==== Given records

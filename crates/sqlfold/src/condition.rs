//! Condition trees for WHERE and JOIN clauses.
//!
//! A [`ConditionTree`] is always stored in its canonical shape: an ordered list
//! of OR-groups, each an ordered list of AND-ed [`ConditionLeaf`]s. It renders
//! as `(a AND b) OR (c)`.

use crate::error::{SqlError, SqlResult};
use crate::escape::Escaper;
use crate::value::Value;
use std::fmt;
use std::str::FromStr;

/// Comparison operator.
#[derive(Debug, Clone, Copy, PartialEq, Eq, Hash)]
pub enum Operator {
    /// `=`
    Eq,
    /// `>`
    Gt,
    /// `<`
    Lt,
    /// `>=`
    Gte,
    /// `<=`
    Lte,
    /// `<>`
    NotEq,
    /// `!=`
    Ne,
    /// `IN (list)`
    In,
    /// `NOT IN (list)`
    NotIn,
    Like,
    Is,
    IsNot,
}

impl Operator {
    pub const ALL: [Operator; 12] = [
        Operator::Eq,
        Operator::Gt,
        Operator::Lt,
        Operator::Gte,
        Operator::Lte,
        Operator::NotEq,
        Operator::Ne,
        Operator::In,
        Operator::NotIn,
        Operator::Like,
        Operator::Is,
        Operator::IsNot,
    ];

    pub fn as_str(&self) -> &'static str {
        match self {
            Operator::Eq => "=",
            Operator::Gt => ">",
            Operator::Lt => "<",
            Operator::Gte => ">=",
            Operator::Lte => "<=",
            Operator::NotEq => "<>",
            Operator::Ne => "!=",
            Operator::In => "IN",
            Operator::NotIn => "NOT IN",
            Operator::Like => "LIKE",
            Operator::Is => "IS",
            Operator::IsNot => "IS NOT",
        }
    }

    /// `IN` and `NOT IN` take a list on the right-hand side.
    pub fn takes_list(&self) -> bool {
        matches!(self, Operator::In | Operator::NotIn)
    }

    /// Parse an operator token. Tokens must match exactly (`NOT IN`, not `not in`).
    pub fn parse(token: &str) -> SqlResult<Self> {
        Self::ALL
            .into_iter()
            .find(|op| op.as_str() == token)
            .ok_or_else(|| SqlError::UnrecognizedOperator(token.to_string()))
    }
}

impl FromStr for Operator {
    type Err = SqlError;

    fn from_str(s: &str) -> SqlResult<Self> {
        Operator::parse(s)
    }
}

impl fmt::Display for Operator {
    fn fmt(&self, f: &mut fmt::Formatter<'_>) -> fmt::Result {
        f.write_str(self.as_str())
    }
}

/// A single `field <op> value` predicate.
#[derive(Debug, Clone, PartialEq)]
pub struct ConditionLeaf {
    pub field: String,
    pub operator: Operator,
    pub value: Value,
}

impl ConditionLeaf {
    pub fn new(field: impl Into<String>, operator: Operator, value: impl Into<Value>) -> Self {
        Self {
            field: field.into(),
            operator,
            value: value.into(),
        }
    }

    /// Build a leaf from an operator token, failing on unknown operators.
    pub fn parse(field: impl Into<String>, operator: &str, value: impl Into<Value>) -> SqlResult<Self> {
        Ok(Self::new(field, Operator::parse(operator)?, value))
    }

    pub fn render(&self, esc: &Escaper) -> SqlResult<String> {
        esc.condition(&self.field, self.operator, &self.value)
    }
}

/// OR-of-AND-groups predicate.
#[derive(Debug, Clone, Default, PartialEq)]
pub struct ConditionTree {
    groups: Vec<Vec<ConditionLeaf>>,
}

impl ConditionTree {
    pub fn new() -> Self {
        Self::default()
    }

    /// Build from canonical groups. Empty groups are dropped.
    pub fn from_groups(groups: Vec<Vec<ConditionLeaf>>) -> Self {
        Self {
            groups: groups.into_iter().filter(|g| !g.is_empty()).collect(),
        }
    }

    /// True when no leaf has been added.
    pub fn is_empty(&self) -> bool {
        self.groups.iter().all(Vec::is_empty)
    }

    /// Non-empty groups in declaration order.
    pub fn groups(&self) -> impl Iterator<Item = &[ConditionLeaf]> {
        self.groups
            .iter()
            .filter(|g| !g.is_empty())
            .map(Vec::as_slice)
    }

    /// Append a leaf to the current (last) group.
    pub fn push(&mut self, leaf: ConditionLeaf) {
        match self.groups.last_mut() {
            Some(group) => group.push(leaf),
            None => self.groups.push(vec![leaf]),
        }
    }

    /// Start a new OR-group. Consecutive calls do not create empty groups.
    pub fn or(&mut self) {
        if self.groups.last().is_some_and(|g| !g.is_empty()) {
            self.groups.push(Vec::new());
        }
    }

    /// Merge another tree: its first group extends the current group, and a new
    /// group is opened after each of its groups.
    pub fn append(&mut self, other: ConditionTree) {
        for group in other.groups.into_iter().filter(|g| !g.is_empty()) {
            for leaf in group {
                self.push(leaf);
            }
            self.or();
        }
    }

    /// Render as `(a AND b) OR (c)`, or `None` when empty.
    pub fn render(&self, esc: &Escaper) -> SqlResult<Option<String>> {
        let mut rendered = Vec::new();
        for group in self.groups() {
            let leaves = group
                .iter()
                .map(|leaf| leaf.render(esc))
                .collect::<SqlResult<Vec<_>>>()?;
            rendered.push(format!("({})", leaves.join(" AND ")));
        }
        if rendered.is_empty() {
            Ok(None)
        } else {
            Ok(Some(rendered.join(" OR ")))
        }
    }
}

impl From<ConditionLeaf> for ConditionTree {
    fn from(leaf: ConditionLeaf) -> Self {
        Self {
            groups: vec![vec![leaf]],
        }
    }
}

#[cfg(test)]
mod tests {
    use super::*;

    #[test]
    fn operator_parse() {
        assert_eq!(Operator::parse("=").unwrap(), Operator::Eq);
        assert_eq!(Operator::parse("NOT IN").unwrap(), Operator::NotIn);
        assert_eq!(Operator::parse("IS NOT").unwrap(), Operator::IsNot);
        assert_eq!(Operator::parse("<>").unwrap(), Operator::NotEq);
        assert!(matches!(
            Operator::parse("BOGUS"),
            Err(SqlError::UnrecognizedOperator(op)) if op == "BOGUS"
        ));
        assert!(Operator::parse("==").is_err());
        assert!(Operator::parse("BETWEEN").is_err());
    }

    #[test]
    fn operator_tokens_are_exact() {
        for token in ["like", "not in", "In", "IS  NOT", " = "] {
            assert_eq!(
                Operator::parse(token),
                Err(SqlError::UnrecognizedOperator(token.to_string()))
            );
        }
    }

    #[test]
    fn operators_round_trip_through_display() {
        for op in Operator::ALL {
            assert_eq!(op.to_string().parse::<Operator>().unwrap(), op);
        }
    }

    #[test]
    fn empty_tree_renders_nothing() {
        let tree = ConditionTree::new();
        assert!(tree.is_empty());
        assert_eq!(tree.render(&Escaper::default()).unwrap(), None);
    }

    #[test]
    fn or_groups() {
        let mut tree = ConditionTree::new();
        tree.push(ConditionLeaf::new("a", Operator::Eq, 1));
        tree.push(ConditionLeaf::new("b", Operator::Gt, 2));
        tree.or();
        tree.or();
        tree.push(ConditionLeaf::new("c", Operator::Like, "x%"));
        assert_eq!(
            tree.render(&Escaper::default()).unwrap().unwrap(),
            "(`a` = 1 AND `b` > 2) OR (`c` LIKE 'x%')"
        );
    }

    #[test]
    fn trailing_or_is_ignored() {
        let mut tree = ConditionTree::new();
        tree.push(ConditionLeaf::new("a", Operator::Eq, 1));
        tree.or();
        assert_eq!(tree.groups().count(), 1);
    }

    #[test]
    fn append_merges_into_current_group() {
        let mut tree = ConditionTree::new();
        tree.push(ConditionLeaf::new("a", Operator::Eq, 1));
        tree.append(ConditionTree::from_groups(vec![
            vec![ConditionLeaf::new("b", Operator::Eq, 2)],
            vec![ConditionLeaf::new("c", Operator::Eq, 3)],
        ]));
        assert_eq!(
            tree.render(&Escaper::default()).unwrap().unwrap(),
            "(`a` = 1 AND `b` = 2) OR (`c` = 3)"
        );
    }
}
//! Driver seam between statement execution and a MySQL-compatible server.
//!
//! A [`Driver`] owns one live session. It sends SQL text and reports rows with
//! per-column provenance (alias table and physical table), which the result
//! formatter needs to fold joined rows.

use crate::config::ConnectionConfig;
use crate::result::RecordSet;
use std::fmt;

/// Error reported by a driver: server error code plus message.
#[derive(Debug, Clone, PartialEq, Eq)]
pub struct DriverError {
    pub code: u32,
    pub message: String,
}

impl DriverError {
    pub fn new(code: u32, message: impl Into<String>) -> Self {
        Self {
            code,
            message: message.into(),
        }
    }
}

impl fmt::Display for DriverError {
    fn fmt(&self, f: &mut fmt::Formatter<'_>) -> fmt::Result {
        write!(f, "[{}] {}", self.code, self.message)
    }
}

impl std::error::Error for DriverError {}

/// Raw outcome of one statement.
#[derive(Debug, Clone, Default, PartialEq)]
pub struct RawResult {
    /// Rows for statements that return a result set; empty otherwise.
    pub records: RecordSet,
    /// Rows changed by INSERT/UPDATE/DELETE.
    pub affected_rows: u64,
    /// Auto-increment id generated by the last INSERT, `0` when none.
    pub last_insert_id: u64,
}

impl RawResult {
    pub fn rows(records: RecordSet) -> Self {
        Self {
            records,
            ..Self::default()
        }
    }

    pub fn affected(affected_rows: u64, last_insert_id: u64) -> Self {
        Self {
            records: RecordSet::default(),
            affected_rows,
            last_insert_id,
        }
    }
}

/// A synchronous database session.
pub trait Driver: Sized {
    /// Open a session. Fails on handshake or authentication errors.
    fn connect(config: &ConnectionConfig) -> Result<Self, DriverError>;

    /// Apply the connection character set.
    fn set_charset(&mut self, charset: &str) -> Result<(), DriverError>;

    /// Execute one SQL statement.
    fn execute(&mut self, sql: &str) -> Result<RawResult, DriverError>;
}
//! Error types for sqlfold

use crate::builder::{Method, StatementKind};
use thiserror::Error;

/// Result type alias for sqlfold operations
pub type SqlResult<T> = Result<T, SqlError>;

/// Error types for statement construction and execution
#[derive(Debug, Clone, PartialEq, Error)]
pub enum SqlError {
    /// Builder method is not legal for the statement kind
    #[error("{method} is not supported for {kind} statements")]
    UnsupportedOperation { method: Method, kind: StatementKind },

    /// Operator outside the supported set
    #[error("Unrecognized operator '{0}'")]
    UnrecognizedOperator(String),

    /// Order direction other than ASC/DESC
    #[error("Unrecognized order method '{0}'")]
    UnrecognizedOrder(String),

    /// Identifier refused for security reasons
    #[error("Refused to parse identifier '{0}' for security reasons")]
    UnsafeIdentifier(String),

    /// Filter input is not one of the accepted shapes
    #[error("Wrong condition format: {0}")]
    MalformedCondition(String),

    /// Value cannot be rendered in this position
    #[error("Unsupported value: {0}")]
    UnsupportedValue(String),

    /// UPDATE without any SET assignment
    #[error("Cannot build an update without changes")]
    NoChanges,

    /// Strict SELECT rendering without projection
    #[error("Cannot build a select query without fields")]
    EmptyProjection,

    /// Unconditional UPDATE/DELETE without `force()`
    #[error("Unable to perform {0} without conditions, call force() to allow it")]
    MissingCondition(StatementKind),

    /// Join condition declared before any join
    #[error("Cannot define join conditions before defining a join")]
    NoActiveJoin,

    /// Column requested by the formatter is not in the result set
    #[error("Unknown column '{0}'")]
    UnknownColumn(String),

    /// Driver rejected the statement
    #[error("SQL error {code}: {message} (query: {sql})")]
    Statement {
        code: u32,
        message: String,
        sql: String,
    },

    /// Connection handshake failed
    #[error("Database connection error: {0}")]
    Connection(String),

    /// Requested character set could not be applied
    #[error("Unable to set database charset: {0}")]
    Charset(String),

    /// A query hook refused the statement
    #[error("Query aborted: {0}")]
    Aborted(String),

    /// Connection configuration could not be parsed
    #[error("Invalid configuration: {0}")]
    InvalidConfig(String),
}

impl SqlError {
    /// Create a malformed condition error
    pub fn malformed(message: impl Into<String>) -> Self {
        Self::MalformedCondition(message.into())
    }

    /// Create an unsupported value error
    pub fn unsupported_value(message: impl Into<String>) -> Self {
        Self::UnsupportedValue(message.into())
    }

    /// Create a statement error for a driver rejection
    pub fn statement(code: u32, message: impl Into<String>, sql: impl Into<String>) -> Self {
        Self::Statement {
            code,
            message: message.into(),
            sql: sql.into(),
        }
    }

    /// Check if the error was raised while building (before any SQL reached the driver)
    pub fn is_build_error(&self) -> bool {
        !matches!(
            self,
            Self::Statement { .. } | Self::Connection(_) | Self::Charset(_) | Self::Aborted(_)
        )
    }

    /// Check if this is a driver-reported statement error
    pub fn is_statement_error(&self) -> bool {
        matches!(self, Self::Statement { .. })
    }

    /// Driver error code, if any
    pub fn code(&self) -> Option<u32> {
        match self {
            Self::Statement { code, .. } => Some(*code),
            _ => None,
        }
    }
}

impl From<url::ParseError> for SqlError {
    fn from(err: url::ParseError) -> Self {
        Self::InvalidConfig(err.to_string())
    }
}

========

* **Exercise**
Scan the lines above for the word "RawResult". Return each one that has it.

* **Response**
pub struct RawResult {
impl RawResult {
    fn execute(&mut self, sql: &str) -> Result<RawResult, DriverError>;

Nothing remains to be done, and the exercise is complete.